Developing lineage tracing tools to study single-cell heterogeneity  and stress response in 3D biofilms

Biofilms consist of surface-associated bacteria embedded in a protective extracellular matrix. Recently, we found heterogeneous expression of multiple genes and secondary messenger molecules in developing clonal biofilms, coupled to the cells’ mechanical environment and spatial organization. However, how these heterogeneities emerge, and their effect on the biofilm’s lifecycle remains largely unknown. Beyond this, it is widely believed that a differential stress response underlies the elevated antibiotic resistance of cells in biofilm, but very little is known about how this heterogeneous response occurs.  Here, we use the model organism Vibrio cholerae to study the emergence of spatiotemporal patterning and heterogeneity within biofilms at the single-cell level. We developed a methodology to trace full lineages (family trees) in 3D biofilms grown from a single cell, using a combination of confocal microscopy, fluorescent reporters and custom computer vision algorithms.

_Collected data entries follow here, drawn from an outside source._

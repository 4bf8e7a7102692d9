//! HTTP client for the Gemini `generateContent` API.
//!
//! One call per document: no retry, no caching, no request timeout. A hung
//! remote call holds the caller for as long as it hangs.

use fincheck_core::NewAnalysis;
use reqwest::{Client, Url};

use crate::error::AnalyzerError;
use crate::prompt::build_prompt;
use crate::response::parse_analysis;
use crate::types::{ApiErrorEnvelope, GenerateContentRequest, GenerateContentResponse};

const DEFAULT_BASE_URL: &str = "https://generativelanguage.googleapis.com/";
const API_KEY_HEADER: &str = "x-goog-api-key";

/// Client for the Gemini REST API.
///
/// Use [`GeminiClient::new`] for production or [`GeminiClient::with_base_url`]
/// to point at a mock server in tests.
#[derive(Clone)]
pub struct GeminiClient {
    client: Client,
    api_key: String,
    model: String,
    endpoint: Url,
}

impl std::fmt::Debug for GeminiClient {
    fn fmt(&self, f: &mut std::fmt::Formatter<'_>) -> std::fmt::Result {
        f.debug_struct("GeminiClient")
            .field("model", &self.model)
            .field("endpoint", &self.endpoint.as_str())
            .field("api_key", &"[redacted]")
            .finish_non_exhaustive()
    }
}

impl GeminiClient {
    /// Creates a new client pointed at the production Gemini API.
    ///
    /// # Errors
    ///
    /// Returns [`AnalyzerError::Http`] if the underlying `reqwest::Client`
    /// cannot be constructed.
    pub fn new(api_key: &str, model: &str) -> Result<Self, AnalyzerError> {
        Self::with_base_url(api_key, model, DEFAULT_BASE_URL)
    }

    /// Creates a new client with a custom base URL (for testing with wiremock).
    ///
    /// # Errors
    ///
    /// Returns [`AnalyzerError::Http`] if the underlying `reqwest::Client`
    /// cannot be constructed, or [`AnalyzerError::InvalidBaseUrl`] if
    /// `base_url` is not a valid URL.
    pub fn with_base_url(
        api_key: &str,
        model: &str,
        base_url: &str,
    ) -> Result<Self, AnalyzerError> {
        let client = Client::builder()
            .user_agent("fincheck/0.1 (document-analysis)")
            .build()?;

        // Exactly one trailing slash, so join appends rather than replacing
        // the last path segment.
        let normalised = format!("{}/", base_url.trim_end_matches('/'));
        let endpoint = Url::parse(&normalised)
            .and_then(|base| base.join(&format!("v1beta/models/{model}:generateContent")))
            .map_err(|e| AnalyzerError::InvalidBaseUrl {
                url: base_url.to_owned(),
                reason: e.to_string(),
            })?;

        Ok(Self {
            client,
            api_key: api_key.to_owned(),
            model: model.to_owned(),
            endpoint,
        })
    }

    #[must_use]
    pub fn model(&self) -> &str {
        &self.model
    }

    #[must_use]
    pub fn endpoint(&self) -> &Url {
        &self.endpoint
    }

    /// Analyze a document's extracted text.
    ///
    /// Builds the analyst prompt, calls the model once and parses its answer.
    ///
    /// # Errors
    ///
    /// - [`AnalyzerError::Http`], [`AnalyzerError::Remote`] or
    ///   [`AnalyzerError::EmptyResponse`] if the remote call fails.
    /// - [`AnalyzerError::MalformedResponse`] if the answer is not a JSON
    ///   object with the four expected keys.
    pub async fn analyze(&self, text: &str) -> Result<NewAnalysis, AnalyzerError> {
        let prompt = build_prompt(text);
        let raw = self.generate(&prompt).await?;
        tracing::debug!(raw = %raw, "model response received");

        let analysis = parse_analysis(&raw)?;
        tracing::info!(
            company = %analysis.company_name,
            verdict = %analysis.verdict,
            date = %analysis.date,
            "model response parsed"
        );
        Ok(analysis)
    }

    /// Send one prompt and return the model's text answer.
    ///
    /// # Errors
    ///
    /// - [`AnalyzerError::Http`] on network failure or an undecodable body.
    /// - [`AnalyzerError::Remote`] on a non-2xx status.
    /// - [`AnalyzerError::EmptyResponse`] if no candidate text came back.
    pub async fn generate(&self, prompt: &str) -> Result<String, AnalyzerError> {
        tracing::info!(
            model = %self.model,
            prompt_chars = prompt.chars().count(),
            "calling Gemini generateContent"
        );

        let response = self
            .client
            .post(self.endpoint.clone())
            .header(API_KEY_HEADER, &self.api_key)
            .json(&GenerateContentRequest::from_prompt(prompt))
            .send()
            .await?;

        let status = response.status();
        if !status.is_success() {
            let body = response.text().await.unwrap_or_default();
            let message = serde_json::from_str::<ApiErrorEnvelope>(&body)
                .map(|envelope| envelope.error.message)
                .unwrap_or(body);
            tracing::error!(status = %status, message = %message, "Gemini API request failed");
            return Err(AnalyzerError::Remote {
                status: status.as_u16(),
                message,
            });
        }

        let body: GenerateContentResponse = response.json().await?;
        body.text()
            .ok_or_else(|| AnalyzerError::EmptyResponse(body.empty_reason()))
    }
}

#[cfg(test)]
mod tests {
    use super::*;

    #[test]
    fn endpoint_targets_model_generate_content() {
        let client = GeminiClient::new("k", "gemini-1.5-flash").expect("client");
        assert_eq!(
            client.endpoint().as_str(),
            "https://generativelanguage.googleapis.com/v1beta/models/gemini-1.5-flash:generateContent"
        );
    }

    #[test]
    fn base_url_without_trailing_slash_keeps_its_path() {
        let client =
            GeminiClient::with_base_url("k", "m", "http://127.0.0.1:8080/proxy").expect("client");
        assert_eq!(
            client.endpoint().as_str(),
            "http://127.0.0.1:8080/proxy/v1beta/models/m:generateContent"
        );
    }

    #[test]
    fn invalid_base_url_is_rejected() {
        let err = GeminiClient::with_base_url("k", "m", "not a url").unwrap_err();
        assert!(matches!(err, AnalyzerError::InvalidBaseUrl { .. }), "got {err:?}");
    }

    #[test]
    fn debug_output_redacts_api_key() {
        let client = GeminiClient::new("very-secret", "m").expect("client");
        let rendered = format!("{client:?}");
        assert!(!rendered.contains("very-secret"));
    }
}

In this approach, we use bright fluorescent markers to track the 3D position of all the cells in the developing biofilm without requiring cell segmentation.  With this novel technique, we are studying the emergence of non-genetic inheritance in biofilms, allowing us to determine if heterogeneity emerges stochastically or from a deterministic developmental program.  We also seek to understand the consequences of this heterogeneity on biofilm development and stress response.